Requirement: Compute how many lines in the listing below hold the string "await", then state only the result.

Raw data:
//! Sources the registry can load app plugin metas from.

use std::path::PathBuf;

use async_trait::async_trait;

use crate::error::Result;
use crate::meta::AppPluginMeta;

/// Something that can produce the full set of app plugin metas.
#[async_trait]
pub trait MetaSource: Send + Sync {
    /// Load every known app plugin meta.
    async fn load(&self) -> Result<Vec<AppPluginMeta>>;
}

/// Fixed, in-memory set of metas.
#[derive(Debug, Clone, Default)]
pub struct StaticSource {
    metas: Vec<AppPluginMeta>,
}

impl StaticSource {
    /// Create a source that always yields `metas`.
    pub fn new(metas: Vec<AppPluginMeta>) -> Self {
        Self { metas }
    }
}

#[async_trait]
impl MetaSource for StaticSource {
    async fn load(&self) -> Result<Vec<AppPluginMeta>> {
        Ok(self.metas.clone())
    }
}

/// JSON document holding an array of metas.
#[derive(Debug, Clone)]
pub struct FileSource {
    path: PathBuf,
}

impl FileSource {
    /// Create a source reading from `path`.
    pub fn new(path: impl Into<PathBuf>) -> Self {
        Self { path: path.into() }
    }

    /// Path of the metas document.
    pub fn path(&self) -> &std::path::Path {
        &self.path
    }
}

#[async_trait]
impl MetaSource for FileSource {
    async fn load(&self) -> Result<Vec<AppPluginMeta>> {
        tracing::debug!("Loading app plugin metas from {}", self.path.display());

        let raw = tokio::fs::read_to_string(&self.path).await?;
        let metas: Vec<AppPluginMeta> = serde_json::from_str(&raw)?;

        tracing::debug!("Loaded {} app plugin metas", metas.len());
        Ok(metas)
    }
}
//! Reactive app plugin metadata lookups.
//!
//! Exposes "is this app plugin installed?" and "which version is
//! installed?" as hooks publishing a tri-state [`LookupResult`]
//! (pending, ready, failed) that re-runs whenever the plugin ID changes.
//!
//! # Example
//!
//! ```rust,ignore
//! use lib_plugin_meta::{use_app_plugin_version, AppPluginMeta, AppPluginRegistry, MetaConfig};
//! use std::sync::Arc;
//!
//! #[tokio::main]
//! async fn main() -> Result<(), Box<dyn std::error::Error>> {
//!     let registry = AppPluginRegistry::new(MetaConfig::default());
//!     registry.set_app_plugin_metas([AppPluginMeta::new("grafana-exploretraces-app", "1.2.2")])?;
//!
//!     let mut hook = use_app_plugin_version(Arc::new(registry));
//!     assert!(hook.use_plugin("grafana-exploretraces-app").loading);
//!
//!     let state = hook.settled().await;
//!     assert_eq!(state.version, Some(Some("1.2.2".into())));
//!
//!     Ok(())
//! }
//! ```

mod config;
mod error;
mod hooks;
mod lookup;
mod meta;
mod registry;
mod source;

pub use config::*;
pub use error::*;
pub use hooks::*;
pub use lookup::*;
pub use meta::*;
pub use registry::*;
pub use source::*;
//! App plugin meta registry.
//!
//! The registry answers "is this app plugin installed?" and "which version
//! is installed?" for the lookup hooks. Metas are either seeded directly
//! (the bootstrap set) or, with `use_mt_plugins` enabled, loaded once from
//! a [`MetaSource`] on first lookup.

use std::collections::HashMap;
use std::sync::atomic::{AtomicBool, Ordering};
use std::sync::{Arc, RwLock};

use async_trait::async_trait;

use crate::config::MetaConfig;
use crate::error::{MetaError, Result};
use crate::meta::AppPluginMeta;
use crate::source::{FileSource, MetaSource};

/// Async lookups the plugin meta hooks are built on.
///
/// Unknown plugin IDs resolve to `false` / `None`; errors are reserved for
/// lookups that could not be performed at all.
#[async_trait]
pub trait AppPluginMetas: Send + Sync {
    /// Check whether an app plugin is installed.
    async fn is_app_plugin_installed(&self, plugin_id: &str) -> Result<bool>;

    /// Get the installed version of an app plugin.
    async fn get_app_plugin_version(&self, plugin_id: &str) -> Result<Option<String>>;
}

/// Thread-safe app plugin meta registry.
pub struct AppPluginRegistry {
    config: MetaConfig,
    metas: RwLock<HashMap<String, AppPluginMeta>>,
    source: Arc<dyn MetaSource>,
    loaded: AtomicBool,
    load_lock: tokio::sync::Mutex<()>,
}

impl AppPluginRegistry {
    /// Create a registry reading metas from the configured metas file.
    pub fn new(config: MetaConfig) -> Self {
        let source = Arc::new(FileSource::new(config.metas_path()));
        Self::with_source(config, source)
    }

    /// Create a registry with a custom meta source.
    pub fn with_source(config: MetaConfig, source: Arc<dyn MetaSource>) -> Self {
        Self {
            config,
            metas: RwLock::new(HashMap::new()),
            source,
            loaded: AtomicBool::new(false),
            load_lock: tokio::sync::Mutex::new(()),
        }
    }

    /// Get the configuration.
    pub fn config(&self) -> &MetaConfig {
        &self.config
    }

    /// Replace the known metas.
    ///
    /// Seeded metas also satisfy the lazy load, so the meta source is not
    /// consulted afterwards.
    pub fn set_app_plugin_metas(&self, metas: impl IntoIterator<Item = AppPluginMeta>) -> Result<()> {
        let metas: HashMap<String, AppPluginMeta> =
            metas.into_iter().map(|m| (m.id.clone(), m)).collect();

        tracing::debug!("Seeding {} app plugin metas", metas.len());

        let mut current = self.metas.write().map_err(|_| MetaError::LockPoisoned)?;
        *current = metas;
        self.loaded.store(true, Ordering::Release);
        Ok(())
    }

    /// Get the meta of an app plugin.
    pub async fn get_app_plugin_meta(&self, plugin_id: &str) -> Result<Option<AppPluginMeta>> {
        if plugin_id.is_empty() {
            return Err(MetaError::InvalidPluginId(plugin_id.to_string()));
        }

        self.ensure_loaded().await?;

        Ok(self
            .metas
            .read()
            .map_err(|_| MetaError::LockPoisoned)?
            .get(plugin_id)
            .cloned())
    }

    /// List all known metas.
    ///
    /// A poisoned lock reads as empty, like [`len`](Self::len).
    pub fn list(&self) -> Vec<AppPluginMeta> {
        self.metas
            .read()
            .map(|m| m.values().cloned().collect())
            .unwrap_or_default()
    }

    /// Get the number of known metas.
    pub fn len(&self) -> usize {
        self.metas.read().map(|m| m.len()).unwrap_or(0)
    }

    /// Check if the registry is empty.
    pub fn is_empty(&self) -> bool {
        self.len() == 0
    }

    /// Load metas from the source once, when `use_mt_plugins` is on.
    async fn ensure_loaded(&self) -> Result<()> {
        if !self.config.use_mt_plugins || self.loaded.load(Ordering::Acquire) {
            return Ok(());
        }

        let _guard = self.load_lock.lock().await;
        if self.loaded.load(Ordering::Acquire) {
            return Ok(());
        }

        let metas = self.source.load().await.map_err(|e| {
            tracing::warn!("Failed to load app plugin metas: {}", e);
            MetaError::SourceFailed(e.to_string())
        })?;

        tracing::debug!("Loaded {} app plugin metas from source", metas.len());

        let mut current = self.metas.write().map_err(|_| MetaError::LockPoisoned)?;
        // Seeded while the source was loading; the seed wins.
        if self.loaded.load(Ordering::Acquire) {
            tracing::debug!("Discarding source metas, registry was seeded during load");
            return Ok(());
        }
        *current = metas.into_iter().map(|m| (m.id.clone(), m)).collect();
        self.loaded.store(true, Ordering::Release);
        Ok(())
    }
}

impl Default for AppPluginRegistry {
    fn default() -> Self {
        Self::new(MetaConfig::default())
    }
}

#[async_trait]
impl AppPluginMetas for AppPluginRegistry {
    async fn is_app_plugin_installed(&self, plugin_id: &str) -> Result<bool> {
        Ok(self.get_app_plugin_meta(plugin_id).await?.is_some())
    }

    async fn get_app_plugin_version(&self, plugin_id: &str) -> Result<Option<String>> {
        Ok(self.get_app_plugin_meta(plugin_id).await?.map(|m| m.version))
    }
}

Answer to this problem: 7